---- TASK MATERIAL
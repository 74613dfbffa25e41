// =============================================================================
// Average True Range (ATR) — Wilder's Smoothing Method
// =============================================================================
//
// ATR measures market volatility by decomposing the entire range of a bar.
//
// True Range (TR) per bar:
//   TR_0 = H_0 - L_0                       (no previous close exists)
//   TR_i = max(H - L, |H - prevClose|, |L - prevClose|)
//
// ATR is the Wilder-smoothed average of TR:
//   seed  = plain mean of the first `period` TR values
//   ATR_t = (ATR_{t-1} * (period - 1) + TR_t) / period
//
// Because TR_0 needs no prior candle, ATR is defined for any non-empty
// slice: with fewer than `period` true ranges the seed simply averages the
// history that exists, and a single candle yields `high - low`.

use crate::indicators::series::wilder_series;
use crate::types::Candle;

pub const ATR_PERIOD: usize = 14;

/// True-range series for `candles`, one value per candle.
pub fn true_ranges(candles: &[Candle]) -> Vec<f64> {
    let mut tr = Vec::with_capacity(candles.len());
    for (i, c) in candles.iter().enumerate() {
        if i == 0 {
            tr.push(c.high - c.low);
        } else {
            let prev_close = candles[i - 1].close;
            let hl = c.high - c.low;
            let hc = (c.high - prev_close).abs();
            let lc = (c.low - prev_close).abs();
            tr.push(hl.max(hc).max(lc));
        }
    }
    tr
}

/// Compute the most recent ATR value using Wilder's smoothing.
///
/// Returns `None` when `period` is zero, `candles` is empty, or the seed
/// average is non-finite.
pub fn calculate_atr(candles: &[Candle], period: usize) -> Option<f64> {
    if period == 0 || candles.is_empty() {
        return None;
    }

    let tr = true_ranges(candles);

    // Fewer true ranges than the period: the seed averages what exists.
    if tr.len() < period {
        let mean = tr.iter().sum::<f64>() / tr.len() as f64;
        return mean.is_finite().then_some(mean);
    }

    wilder_series(&tr, period).last().copied()
}

/// ATR with the standard 14-period default.
pub fn latest_atr(candles: &[Candle]) -> Option<f64> {
    calculate_atr(candles, ATR_PERIOD)
}

// =============================================================================
// Unit Tests
// =============================================================================
#[cfg(test)]
mod tests {
    use super::*;

    fn candle(open: f64, high: f64, low: f64, close: f64) -> Candle {
        Candle {
            open_time: 0,
            open,
            high,
            low,
            close,
            volume: 100.0,
        }
    }

    #[test]
    fn atr_empty_and_period_zero() {
        assert!(calculate_atr(&[], 14).is_none());
        let candles = vec![candle(100.0, 105.0, 95.0, 102.0); 20];
        assert!(calculate_atr(&candles, 0).is_none());
    }

    #[test]
    fn atr_single_candle_is_high_minus_low() {
        let candles = vec![candle(100.0, 108.0, 97.0, 103.0)];
        let atr = calculate_atr(&candles, 14).unwrap();
        assert!((atr - 11.0).abs() < 1e-10);
    }

    #[test]
    fn atr_is_never_negative() {
        let candles: Vec<Candle> = (0..60)
            .map(|i| {
                let base = 100.0 + (i as f64 * 0.5).sin() * 10.0;
                candle(base - 0.5, base + 2.0, base - 2.0, base + 0.5)
            })
            .collect();
        for n in 1..=candles.len() {
            let atr = calculate_atr(&candles[..n], 14).unwrap();
            assert!(atr >= 0.0, "ATR must be non-negative, got {atr} at n={n}");
        }
    }

    #[test]
    fn atr_constant_range_converges_to_range() {
        // Every candle spans exactly 10; the smoothed value stays near 10.
        let mut candles = Vec::new();
        for i in 0..40 {
            let base = 100.0 + i as f64 * 0.1;
            candles.push(candle(base, base + 5.0, base - 5.0, base));
        }
        let atr = calculate_atr(&candles, 14).unwrap();
        assert!((atr - 10.0).abs() < 1.0, "expected ATR near 10.0, got {atr}");
    }

    #[test]
    fn atr_true_range_uses_prev_close_on_gaps() {
        // Gap up: |H - prevClose| = 20 dwarfs the bar's own 7-point range.
        let candles = vec![
            candle(100.0, 105.0, 95.0, 95.0),
            candle(110.0, 115.0, 108.0, 112.0),
            candle(112.0, 118.0, 110.0, 115.0),
            candle(115.0, 120.0, 113.0, 118.0),
        ];
        let tr = true_ranges(&candles);
        assert!((tr[1] - 20.0).abs() < 1e-10);
        let atr = calculate_atr(&candles, 3).unwrap();
        assert!(atr > 7.0, "ATR should reflect the gap, got {atr}");
    }

    #[test]
    fn atr_nan_returns_none() {
        let candles = vec![
            candle(100.0, 105.0, 95.0, 100.0),
            candle(100.0, f64::NAN, 95.0, 100.0),
            candle(100.0, 105.0, 95.0, 100.0),
        ];
        assert!(calculate_atr(&candles, 3).is_none());
    }

    #[test]
    fn atr_wilder_recursion_beyond_seed() {
        // period=2, four candles: seed = mean(TR0, TR1), then two recursions.
        let candles = vec![
            candle(100.0, 102.0, 98.0, 101.0),
            candle(101.0, 104.0, 100.0, 103.0),
            candle(103.0, 105.0, 101.0, 104.0),
            candle(104.0, 110.0, 103.0, 108.0),
        ];
        let tr = true_ranges(&candles);
        let mut expected = (tr[0] + tr[1]) / 2.0;
        expected = (expected * 1.0 + tr[2]) / 2.0;
        expected = (expected * 1.0 + tr[3]) / 2.0;
        let atr = calculate_atr(&candles, 2).unwrap();
        assert!((atr - expected).abs() < 1e-10);
    }
}
pub mod classify;
pub mod config;
pub mod imaging;
pub mod inference;
pub mod logging;
pub mod validation;

// Convenience re-exports
pub use classify::{ClassLabels, Classifier, ClassifierAdapter, FallbackPredictor, PredictionSource, TumorKind};
pub use config::{Settings, ValidationProfile, ValidationThresholds};
pub use imaging::{Bitmap, ImageLoader, ImagePreprocessor, Tensor};
pub use inference::{InferencePipeline, PipelineConfig, PredictionItem, PredictionResult, Status};
pub use validation::{BrainImageValidator, Check, ValidationResult};
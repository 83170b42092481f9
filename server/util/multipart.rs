/// Returns the index of the first occurrence of `needle` in `haystack`.
pub fn find_subsequence(haystack: &[u8], needle: &[u8]) -> Option<usize> {
    if needle.is_empty() {
        return Some(0);
    }
    haystack.windows(needle.len()).position(|w| w == needle)
}

/// Splits `haystack` on every occurrence of `needle`, returning the pieces
/// between occurrences (excluding the needle itself).
pub fn split_on<'a>(haystack: &'a [u8], needle: &[u8]) -> Vec<&'a [u8]> {
    let mut result = Vec::new();
    let mut start = 0;
    while start <= haystack.len() {
        match find_subsequence(&haystack[start..], needle) {
            Some(pos) => {
                result.push(&haystack[start..start + pos]);
                start += pos + needle.len();
            }
            None => {
                result.push(&haystack[start..]);
                break;
            }
        }
    }
    result
}

/// Extracts the boundary token from a Content-Type header value like
/// `multipart/form-data; boundary=----WebKitFormBoundaryXXX`.
pub fn extract_boundary(content_type: &str) -> Option<String> {
    content_type
        .split(';')
        .map(|s| s.trim())
        .find(|s| s.starts_with("boundary="))
        .map(|s| s["boundary=".len()..].trim_matches('"').to_owned())
        .filter(|b| !b.is_empty())
}

/// An uploaded file part.
#[derive(Debug, Clone, PartialEq)]
pub struct FilePart {
    pub filename:     String,
    /// The part's own `Content-Type`, empty if the client sent none.
    pub content_type: String,
    pub data:         Vec<u8>,
}

/// Finds the file part whose form field is named `field_name`.
pub fn extract_file_part(body: &[u8], boundary: &str, field_name: &str) -> Option<FilePart> {
    let delimiter = format!("--{}", boundary);
    let sep = b"\r\n\r\n";

    for part in split_on(body, delimiter.as_bytes()) {
        let Some(sep_pos) = find_subsequence(part, sep) else { continue };
        let headers = PartHeaders::parse(&String::from_utf8_lossy(&part[..sep_pos]));

        if headers.name.as_deref() != Some(field_name) {
            continue;
        }
        let Some(filename) = headers.filename else { continue };

        let raw = &part[sep_pos + sep.len()..];
        let data = raw.strip_suffix(b"\r\n").unwrap_or(raw);
        return Some(FilePart {
            filename,
            content_type: headers.content_type.unwrap_or_default(),
            data: data.to_vec(),
        });
    }
    None
}

#[derive(Debug, Default)]
struct PartHeaders {
    name:         Option<String>,
    filename:     Option<String>,
    content_type: Option<String>,
}

impl PartHeaders {
    fn parse(section: &str) -> PartHeaders {
        let mut headers = PartHeaders::default();
        for line in section.split("\r\n") {
            let Some((key, value)) = line.split_once(':') else { continue };
            let key = key.trim();
            if key.eq_ignore_ascii_case("Content-Disposition") {
                for param in value.split(';').skip(1) {
                    let Some((k, v)) = param.split_once('=') else { continue };
                    let v = v.trim().trim_matches('"').to_owned();
                    match k.trim().to_ascii_lowercase().as_str() {
                        "name"     => headers.name = Some(v),
                        "filename" => headers.filename = Some(v),
                        _ => {}
                    }
                }
            } else if key.eq_ignore_ascii_case("Content-Type") {
                headers.content_type = Some(value.trim().to_owned());
            }
        }
        headers
    }
}

/// Keeps ASCII alphanumerics, `.`, `-` and `_`; everything else becomes `_`.
/// Leading dots are dropped so the result never names a hidden file or `..`.
pub fn sanitize_filename(name: &str) -> String {
    let base = name.rsplit(|c: char| c == '/' || c == '\\').next().unwrap_or(name);
    let cleaned: String = base.chars()
        .map(|c| if c.is_ascii_alphanumeric() || matches!(c, '.' | '-' | '_') { c } else { '_' })
        .collect();
    let trimmed = cleaned.trim_start_matches('.');
    if trimmed.is_empty() { "upload".to_owned() } else { trimmed.to_owned() }
}
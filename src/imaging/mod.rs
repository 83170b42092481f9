pub mod bitmap;
pub mod preprocess;
pub mod stats;

pub use bitmap::{read_file, Bitmap, ColorMode, DecodeError, ImageLoader};
pub use preprocess::{ImagePreprocessor, PreprocessError, Tensor};
pub use stats::GrayStats;
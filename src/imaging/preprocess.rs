use image::imageops::FilterType;
use thiserror::Error;
use tracing::debug;

use crate::imaging::bitmap::Bitmap;

/// Number of colour channels the classifier consumes.
pub const TENSOR_CHANNELS: usize = 3;

#[derive(Debug, Error, PartialEq)]
pub enum PreprocessError {
    #[error("Cannot preprocess image: target size must be at least 1 pixel")]
    ZeroTargetSize,

    #[error("Cannot preprocess image: bitmap has no pixels ({width}x{height})")]
    EmptyBitmap { width: u32, height: u32 },
}

/// Normalized classifier input with shape `[1, size, size, 3]`.
///
/// Values are stored row-major, channels interleaved (R, G, B per pixel),
/// each in [0.0, 1.0].
#[derive(Debug, Clone, PartialEq)]
pub struct Tensor {
    size: usize,
    data: Vec<f32>,
}

impl Tensor {
    /// `[batch, height, width, channels]`.
    pub fn shape(&self) -> [usize; 4] {
        [1, self.size, self.size, TENSOR_CHANNELS]
    }

    pub fn as_slice(&self) -> &[f32] { &self.data }

    pub fn len(&self) -> usize { self.data.len() }

    pub fn is_empty(&self) -> bool { self.data.is_empty() }
}

/// Converts a `Bitmap` into the tensor the classifier was trained on.
///
/// Steps: force RGB, Lanczos3 resize to `target_size × target_size`, scale
/// 0–255 to [0, 1], add the batch dimension. Deterministic for equal input.
#[derive(Debug, Clone, Copy)]
pub struct ImagePreprocessor {
    target_size: u32,
}

impl ImagePreprocessor {
    pub fn new(target_size: u32) -> Self {
        ImagePreprocessor { target_size }
    }

    pub fn preprocess(&self, bitmap: &Bitmap) -> Result<Tensor, PreprocessError> {
        if self.target_size == 0 {
            return Err(PreprocessError::ZeroTargetSize);
        }
        if bitmap.pixel_count() == 0 {
            return Err(PreprocessError::EmptyBitmap {
                width:  bitmap.width(),
                height: bitmap.height(),
            });
        }

        let size = self.target_size;
        let rgb = image::DynamicImage::ImageRgb8(bitmap.to_rgb())
            .resize_exact(size, size, FilterType::Lanczos3)
            .to_rgb8();
        debug!(size, "image resized");

        let data: Vec<f32> = rgb.pixels()
            .flat_map(|p| p.0.into_iter().map(|c| c as f32 / 255.0))
            .collect();

        Ok(Tensor { size: size as usize, data })
    }
}

#[cfg(test)]
mod tests {
    use super::*;
    use image::{DynamicImage, GrayImage, Luma, Rgb, RgbImage};

    fn gradient(width: u32, height: u32) -> Bitmap {
        let img = RgbImage::from_fn(width, height, |x, y| {
            Rgb([(x * 255 / width) as u8, (y * 255 / height) as u8, ((x + y) % 256) as u8])
        });
        Bitmap::from_image(DynamicImage::ImageRgb8(img))
    }

    #[test]
    fn output_has_batch_shape() {
        let tensor = ImagePreprocessor::new(150).preprocess(&gradient(300, 240)).unwrap();
        assert_eq!(tensor.shape(), [1, 150, 150, 3]);
        assert_eq!(tensor.len(), 150 * 150 * 3);
    }

    #[test]
    fn values_are_in_unit_range() {
        let tensor = ImagePreprocessor::new(32).preprocess(&gradient(97, 101)).unwrap();
        assert!(tensor.as_slice().iter().all(|&v| (0.0..=1.0).contains(&v)));
    }

    #[test]
    fn preprocessing_is_idempotent() {
        let bitmap = gradient(180, 180);
        let pre = ImagePreprocessor::new(64);
        let a = pre.preprocess(&bitmap).unwrap();
        let b = pre.preprocess(&bitmap).unwrap();
        let bits_a: Vec<u32> = a.as_slice().iter().map(|v| v.to_bits()).collect();
        let bits_b: Vec<u32> = b.as_slice().iter().map(|v| v.to_bits()).collect();
        assert_eq!(bits_a, bits_b);
    }

    #[test]
    fn grayscale_is_replicated_into_three_channels() {
        let img = GrayImage::from_pixel(50, 50, Luma([51]));
        let bitmap = Bitmap::from_image(DynamicImage::ImageLuma8(img));
        let tensor = ImagePreprocessor::new(10).preprocess(&bitmap).unwrap();
        for px in tensor.as_slice().chunks(3) {
            assert_eq!(px[0], px[1]);
            assert_eq!(px[1], px[2]);
            assert!((px[0] - 0.2).abs() < 1e-6);
        }
    }

    #[test]
    fn zero_target_size_is_an_error() {
        let err = ImagePreprocessor::new(0).preprocess(&gradient(10, 10)).unwrap_err();
        assert_eq!(err, PreprocessError::ZeroTargetSize);
    }

    #[test]
    fn empty_bitmap_is_an_error() {
        let bitmap = Bitmap::from_image(DynamicImage::ImageRgb8(RgbImage::new(0, 0)));
        let err = ImagePreprocessor::new(8).preprocess(&bitmap).unwrap_err();
        assert_eq!(err, PreprocessError::EmptyBitmap { width: 0, height: 0 });
    }
}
--------
### PROMPT
Extract the first line above and each line after it up to and including the one with "previous close exists)", please, exactly and with nothing else.

### YOUR RESPONSE
repository 74613dfbffa25e41
// =============================================================================
// Average True Range (ATR) — Wilder's Smoothing Method
// =============================================================================
//
// ATR measures market volatility by decomposing the entire range of a bar.
//
// True Range (TR) per bar:
//   TR_0 = H_0 - L_0                       (no previous close exists)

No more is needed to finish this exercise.